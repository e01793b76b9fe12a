// SPDX-License-Identifier: PolyForm-Noncommercial-1.0.0
// Copyright (c) 2025 Sylvex. All rights reserved.

//! Bootstrap configuration.
//!
//! A small YAML file listing the connections to create and start at boot.
//! Full configuration management lives with the external store; this file
//! only seeds a standalone process.
//!
//! ```yaml
//! connections:
//!   - name: line-3 plc
//!     kind: modbus_tcp
//!     config:
//!       host: 192.168.1.50
//!       port: 502
//!       timeout: 10
//!   - name: flow meter
//!     kind: modbus_rtu
//!     parser: flow-parser
//!     config:
//!       port: /dev/ttyUSB0
//!       baud_rate: 9600
//!       timeout: 1000
//! ```

use std::collections::HashSet;
use std::path::Path;

use serde::{Deserialize, Serialize};

use manifold_core::error::{ConfigError, ConfigResult};
use manifold_core::types::ConnectionKind;

/// Session id used when an entry does not name one.
pub const DEFAULT_SESSION: &str = "default";

// =============================================================================
// BootstrapConfig
// =============================================================================

/// The root of the bootstrap file.
#[derive(Debug, Clone, Default, Serialize, Deserialize)]
pub struct BootstrapConfig {
    /// Connections created and started at boot.
    #[serde(default)]
    pub connections: Vec<ConnectionEntry>,
}

/// One bootstrap connection.
#[derive(Debug, Clone, Serialize, Deserialize)]
pub struct ConnectionEntry {
    /// Human-readable connection name.
    pub name: String,
    /// Protocol kind.
    pub kind: ConnectionKind,
    /// Owning session id; defaults to [`DEFAULT_SESSION`].
    #[serde(default)]
    pub session: Option<String>,
    /// Parser id to attach to reads.
    #[serde(default)]
    pub parser: Option<String>,
    /// Protocol-specific configuration blob.
    pub config: serde_json::Value,
}

impl ConnectionEntry {
    /// The session id this entry belongs to.
    pub fn session_id(&self) -> &str {
        self.session.as_deref().unwrap_or(DEFAULT_SESSION)
    }
}

impl BootstrapConfig {
    /// Loads and validates a bootstrap file.
    pub fn load(path: &Path) -> ConfigResult<Self> {
        let raw = std::fs::read_to_string(path).map_err(|source| ConfigError::Io {
            path: path.to_path_buf(),
            source,
        })?;

        let config: Self = serde_yaml::from_str(&raw)
            .map_err(|e| ConfigError::parse(path, e.to_string()))?;

        config.validate()?;
        Ok(config)
    }

    /// Validates entry names and blobs.
    pub fn validate(&self) -> ConfigResult<()> {
        let mut seen = HashSet::new();
        for entry in &self.connections {
            if entry.name.trim().is_empty() {
                return Err(ConfigError::validation(
                    "connections.name",
                    "must not be empty",
                ));
            }
            if !seen.insert(entry.name.as_str()) {
                return Err(ConfigError::validation(
                    "connections.name",
                    format!("duplicate connection name '{}'", entry.name),
                ));
            }
            if !entry.config.is_object() {
                return Err(ConfigError::validation(
                    format!("connections.{}.config", entry.name),
                    "must be a mapping",
                ));
            }
        }
        Ok(())
    }
}

// =============================================================================
// Tests
// =============================================================================

#[cfg(test)]
mod tests {
    use super::*;
    use std::io::Write;
    use tempfile::NamedTempFile;

    const SAMPLE: &str = r#"
connections:
  - name: line-3 plc
    kind: modbus_tcp
    config:
      host: 192.168.1.50
      port: 502
      timeout: 10
  - name: flow meter
    kind: modbus_rtu
    parser: flow-parser
    config:
      port: /dev/ttyUSB0
      baud_rate: 19200
      parity: E
      timeout: 750
"#;

    fn write_file(content: &str) -> NamedTempFile {
        let mut file = NamedTempFile::new().unwrap();
        file.write_all(content.as_bytes()).unwrap();
        file
    }

    #[test]
    fn test_load_sample() {
        let file = write_file(SAMPLE);
        let config = BootstrapConfig::load(file.path()).unwrap();

        assert_eq!(config.connections.len(), 2);
        assert_eq!(config.connections[0].kind, ConnectionKind::ModbusTcp);
        assert_eq!(config.connections[0].session_id(), DEFAULT_SESSION);
        assert_eq!(config.connections[1].parser.as_deref(), Some("flow-parser"));
        assert_eq!(config.connections[1].config["baud_rate"], 19200);
    }

    #[test]
    fn test_missing_file() {
        let err = BootstrapConfig::load(Path::new("/nonexistent/manifold.yaml")).unwrap_err();
        assert!(matches!(err, ConfigError::Io { .. }));
    }

    #[test]
    fn test_malformed_yaml() {
        let file = write_file("connections: [not: {valid");
        let err = BootstrapConfig::load(file.path()).unwrap_err();
        assert!(matches!(err, ConfigError::Parse { .. }));
    }

    #[test]
    fn test_duplicate_names_rejected() {
        let file = write_file(
            r#"
connections:
  - name: plc
    kind: modbus_tcp
    config: {host: a, port: 502}
  - name: plc
    kind: modbus_tcp
    config: {host: b, port: 502}
"#,
        );
        let err = BootstrapConfig::load(file.path()).unwrap_err();
        assert!(err.to_string().contains("duplicate"));
    }

    #[test]
    fn test_empty_config_is_valid() {
        let file = write_file("connections: []");
        let config = BootstrapConfig::load(file.path()).unwrap();
        assert!(config.connections.is_empty());
    }
}
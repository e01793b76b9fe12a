// SPDX-License-Identifier: PolyForm-Noncommercial-1.0.0
// Copyright (c) 2025 Sylvex. All rights reserved.

//! Unified error hierarchy for Manifold.
//!
//! Every subsystem error converts into the root [`ManifoldError`], and each
//! domain enum distinguishes retryable from non-retryable failures.
//!
//! # Error Hierarchy
//!
//! ```text
//! ManifoldError (root)
//! ├── HandlerError  - protocol handler / transport operations
//! ├── ParseError    - parser engine decoding
//! ├── StorageError  - storage collaborator
//! └── ConfigError   - bootstrap configuration
//! ```

use std::path::PathBuf;
use std::time::Duration;

use thiserror::Error;

// =============================================================================
// ManifoldError - Root Error Type
// =============================================================================

/// The root error type for Manifold.
#[derive(Debug, Error)]
pub enum ManifoldError {
    /// Protocol handler error.
    #[error("Handler error: {0}")]
    Handler(#[from] HandlerError),

    /// Parser engine error.
    #[error("Parse error: {0}")]
    Parse(#[from] ParseError),

    /// Storage collaborator error.
    #[error("Storage error: {0}")]
    Storage(#[from] StorageError),

    /// Configuration error.
    #[error("Configuration error: {0}")]
    Config(#[from] ConfigError),
}

impl ManifoldError {
    /// Returns `true` if this error is retryable.
    pub fn is_retryable(&self) -> bool {
        match self {
            Self::Handler(e) => e.is_retryable(),
            Self::Storage(e) => e.is_retryable(),
            _ => false,
        }
    }

    /// Returns the error domain as a string for logging/metrics.
    pub fn error_type(&self) -> &'static str {
        match self {
            Self::Handler(_) => "handler",
            Self::Parse(_) => "parse",
            Self::Storage(_) => "storage",
            Self::Config(_) => "config",
        }
    }
}

// =============================================================================
// HandlerError
// =============================================================================

/// Errors raised by protocol handlers and their transports.
///
/// The distinction that matters operationally: [`HandlerError::Transport`]
/// closes the underlying transport, while `Timeout`, `Crc`, `Protocol`, and
/// `Exception` leave it open.
#[derive(Debug, Error)]
pub enum HandlerError {
    /// Operation attempted on a handler with no live transport.
    #[error("Not connected")]
    NotConnected,

    /// The deadline expired during a read or write.
    #[error("Operation timed out after {duration:?}")]
    Timeout {
        /// The configured per-request timeout.
        duration: Duration,
    },

    /// Underlying I/O failure. The transport is closed when this surfaces.
    #[error("Transport error: {message}")]
    Transport {
        /// Error message.
        message: String,
        /// Underlying error.
        #[source]
        source: Option<Box<dyn std::error::Error + Send + Sync>>,
    },

    /// RTU CRC mismatch. The transport stays open.
    #[error("CRC mismatch: expected {expected:#06x}, got {actual:#06x}")]
    Crc {
        /// CRC computed over the received prefix.
        expected: u16,
        /// CRC carried in the frame trailer.
        actual: u16,
    },

    /// Protocol violation: transaction-id mismatch, unexpected function code
    /// echo, short response, invalid byte count.
    #[error("Protocol error: {message}")]
    Protocol {
        /// Error message.
        message: String,
    },

    /// The peer returned a Modbus exception response.
    #[error("Modbus exception {exception_code:#04x} for function {function_code:#04x}")]
    Exception {
        /// The requested function code (high bit cleared).
        function_code: u8,
        /// The exception code carried in the response.
        exception_code: u8,
    },

    /// The protocol-specific config blob failed to deserialize or validate.
    #[error("Invalid configuration: {message}")]
    InvalidConfig {
        /// Error message.
        message: String,
    },

    /// The cancellation token fired mid-operation.
    #[error("Operation cancelled")]
    Cancelled,
}

impl HandlerError {
    /// Creates a timeout error.
    pub fn timeout(duration: Duration) -> Self {
        Self::Timeout { duration }
    }

    /// Creates a transport error.
    pub fn transport(message: impl Into<String>) -> Self {
        Self::Transport {
            message: message.into(),
            source: None,
        }
    }

    /// Creates a transport error with a source.
    pub fn transport_with<E>(message: impl Into<String>, source: E) -> Self
    where
        E: std::error::Error + Send + Sync + 'static,
    {
        Self::Transport {
            message: message.into(),
            source: Some(Box::new(source)),
        }
    }

    /// Creates a CRC mismatch error.
    pub fn crc(expected: u16, actual: u16) -> Self {
        Self::Crc { expected, actual }
    }

    /// Creates a protocol error.
    pub fn protocol(message: impl Into<String>) -> Self {
        Self::Protocol {
            message: message.into(),
        }
    }

    /// Creates a Modbus exception error.
    pub fn exception(function_code: u8, exception_code: u8) -> Self {
        Self::Exception {
            function_code,
            exception_code,
        }
    }

    /// Creates an invalid-config error.
    pub fn invalid_config(message: impl Into<String>) -> Self {
        Self::InvalidConfig {
            message: message.into(),
        }
    }

    /// Returns `true` if this error is retryable.
    ///
    /// Transient transport conditions are worth another attempt; protocol
    /// violations and peer exceptions are not.
    pub fn is_retryable(&self) -> bool {
        matches!(
            self,
            Self::NotConnected | Self::Timeout { .. } | Self::Transport { .. }
        )
    }

    /// Returns `true` if surfacing this error must close the transport.
    pub fn closes_transport(&self) -> bool {
        matches!(self, Self::Transport { .. })
    }

    /// Returns the error type for logging/metrics.
    pub fn error_type(&self) -> &'static str {
        match self {
            Self::NotConnected => "not_connected",
            Self::Timeout { .. } => "timeout",
            Self::Transport { .. } => "transport",
            Self::Crc { .. } => "crc",
            Self::Protocol { .. } => "protocol",
            Self::Exception { .. } => "modbus_exception",
            Self::InvalidConfig { .. } => "invalid_config",
            Self::Cancelled => "cancelled",
        }
    }
}

impl Clone for HandlerError {
    fn clone(&self) -> Self {
        match self {
            Self::NotConnected => Self::NotConnected,
            Self::Timeout { duration } => Self::Timeout {
                duration: *duration,
            },
            Self::Transport { message, .. } => Self::Transport {
                message: message.clone(),
                source: None,
            },
            Self::Crc { expected, actual } => Self::Crc {
                expected: *expected,
                actual: *actual,
            },
            Self::Protocol { message } => Self::Protocol {
                message: message.clone(),
            },
            Self::Exception {
                function_code,
                exception_code,
            } => Self::Exception {
                function_code: *function_code,
                exception_code: *exception_code,
            },
            Self::InvalidConfig { message } => Self::InvalidConfig {
                message: message.clone(),
            },
            Self::Cancelled => Self::Cancelled,
        }
    }
}

// =============================================================================
// ParseError
// =============================================================================

/// Errors raised by the parser engine.
///
/// Any field failure aborts the whole parse; no partial results are observable.
#[derive(Debug, Error, Clone, PartialEq)]
pub enum ParseError {
    /// A field's offset + width exceeds the supplied buffer.
    #[error("Field out of range: offset {offset} + width {width} > buffer length {len}")]
    OutOfRange {
        /// Byte offset of the field.
        offset: usize,
        /// Decode width in bytes.
        width: usize,
        /// Buffer length.
        len: usize,
    },

    /// The buffer is shorter than a builtin codec requires.
    #[error("Buffer too short: need {needed} bytes, got {len}")]
    ShortBuffer {
        /// Bytes required by the codec.
        needed: usize,
        /// Buffer length.
        len: usize,
    },

    /// Unrecognized builtin parser tag.
    #[error("Unknown builtin parser type: {name}")]
    UnknownBuiltin {
        /// The offending tag.
        name: String,
    },

    /// Malformed field content (e.g. non-digit bytes in an ASCII number).
    #[error("Invalid field data: {message}")]
    Invalid {
        /// Error message.
        message: String,
    },
}

impl ParseError {
    /// Creates an out-of-range error.
    pub fn out_of_range(offset: usize, width: usize, len: usize) -> Self {
        Self::OutOfRange { offset, width, len }
    }

    /// Creates a short-buffer error.
    pub fn short_buffer(needed: usize, len: usize) -> Self {
        Self::ShortBuffer { needed, len }
    }

    /// Creates an unknown-builtin error.
    pub fn unknown_builtin(name: impl Into<String>) -> Self {
        Self::UnknownBuiltin { name: name.into() }
    }

    /// Creates an invalid-data error.
    pub fn invalid(message: impl Into<String>) -> Self {
        Self::Invalid {
            message: message.into(),
        }
    }

    /// Returns the error type for logging/metrics.
    pub fn error_type(&self) -> &'static str {
        match self {
            Self::OutOfRange { .. } => "out_of_range",
            Self::ShortBuffer { .. } => "short_buffer",
            Self::UnknownBuiltin { .. } => "unknown_builtin",
            Self::Invalid { .. } => "invalid",
        }
    }
}

// =============================================================================
// StorageError
// =============================================================================

/// Errors surfaced by the storage collaborator.
#[derive(Debug, Error)]
pub enum StorageError {
    /// No record with the given id.
    #[error("{resource} not found: {id}")]
    NotFound {
        /// Resource kind ("connection", "parser", ...).
        resource: &'static str,
        /// The missing id.
        id: String,
    },

    /// Backend failure (I/O, constraint violation, ...).
    #[error("Storage backend error: {message}")]
    Backend {
        /// Error message.
        message: String,
        /// Underlying error.
        #[source]
        source: Option<Box<dyn std::error::Error + Send + Sync>>,
    },
}

impl StorageError {
    /// Creates a not-found error.
    pub fn not_found(resource: &'static str, id: impl Into<String>) -> Self {
        Self::NotFound {
            resource,
            id: id.into(),
        }
    }

    /// Creates a backend error.
    pub fn backend(message: impl Into<String>) -> Self {
        Self::Backend {
            message: message.into(),
            source: None,
        }
    }

    /// Creates a backend error with a source.
    pub fn backend_with<E>(message: impl Into<String>, source: E) -> Self
    where
        E: std::error::Error + Send + Sync + 'static,
    {
        Self::Backend {
            message: message.into(),
            source: Some(Box::new(source)),
        }
    }

    /// Returns `true` if this error is retryable.
    pub fn is_retryable(&self) -> bool {
        matches!(self, Self::Backend { .. })
    }

    /// Returns the error type for logging/metrics.
    pub fn error_type(&self) -> &'static str {
        match self {
            Self::NotFound { .. } => "not_found",
            Self::Backend { .. } => "backend",
        }
    }
}

// =============================================================================
// ConfigError
// =============================================================================

/// Bootstrap configuration errors.
#[derive(Debug, Error)]
pub enum ConfigError {
    /// Failed to read the configuration file.
    #[error("Failed to read config file '{path}': {source}")]
    Io {
        /// Path to the file.
        path: PathBuf,
        /// Underlying I/O error.
        #[source]
        source: std::io::Error,
    },

    /// Failed to parse the configuration file.
    #[error("Failed to parse config file '{path}': {message}")]
    Parse {
        /// Path to the file.
        path: PathBuf,
        /// Error message.
        message: String,
    },

    /// A field failed validation.
    #[error("Validation failed for '{field}': {message}")]
    Validation {
        /// The offending field.
        field: String,
        /// Error message.
        message: String,
    },
}

impl ConfigError {
    /// Creates a parse error.
    pub fn parse(path: impl Into<PathBuf>, message: impl Into<String>) -> Self {
        Self::Parse {
            path: path.into(),
            message: message.into(),
        }
    }

    /// Creates a validation error.
    pub fn validation(field: impl Into<String>, message: impl Into<String>) -> Self {
        Self::Validation {
            field: field.into(),
            message: message.into(),
        }
    }
}

// =============================================================================
// Result Type Aliases
// =============================================================================

/// A Result type with [`ManifoldError`].
pub type ManifoldResult<T> = Result<T, ManifoldError>;

/// A Result type with [`HandlerError`].
pub type HandlerResult<T> = Result<T, HandlerError>;

/// A Result type with [`ParseError`].
pub type ParseResult<T> = Result<T, ParseError>;

/// A Result type with [`StorageError`].
pub type StorageResult<T> = Result<T, StorageError>;

/// A Result type with [`ConfigError`].
pub type ConfigResult<T> = Result<T, ConfigError>;

// =============================================================================
// Tests
// =============================================================================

REQUIRED WORK: Select every line in the material above where the string "NotConnected" occurs, and copy it.

SOLUTION FOR THIS PROBLEM:
    NotConnected,
            Self::NotConnected | Self::Timeout { .. } | Self::Transport { .. }
            Self::NotConnected => "not_connected",
            Self::NotConnected => Self::NotConnected,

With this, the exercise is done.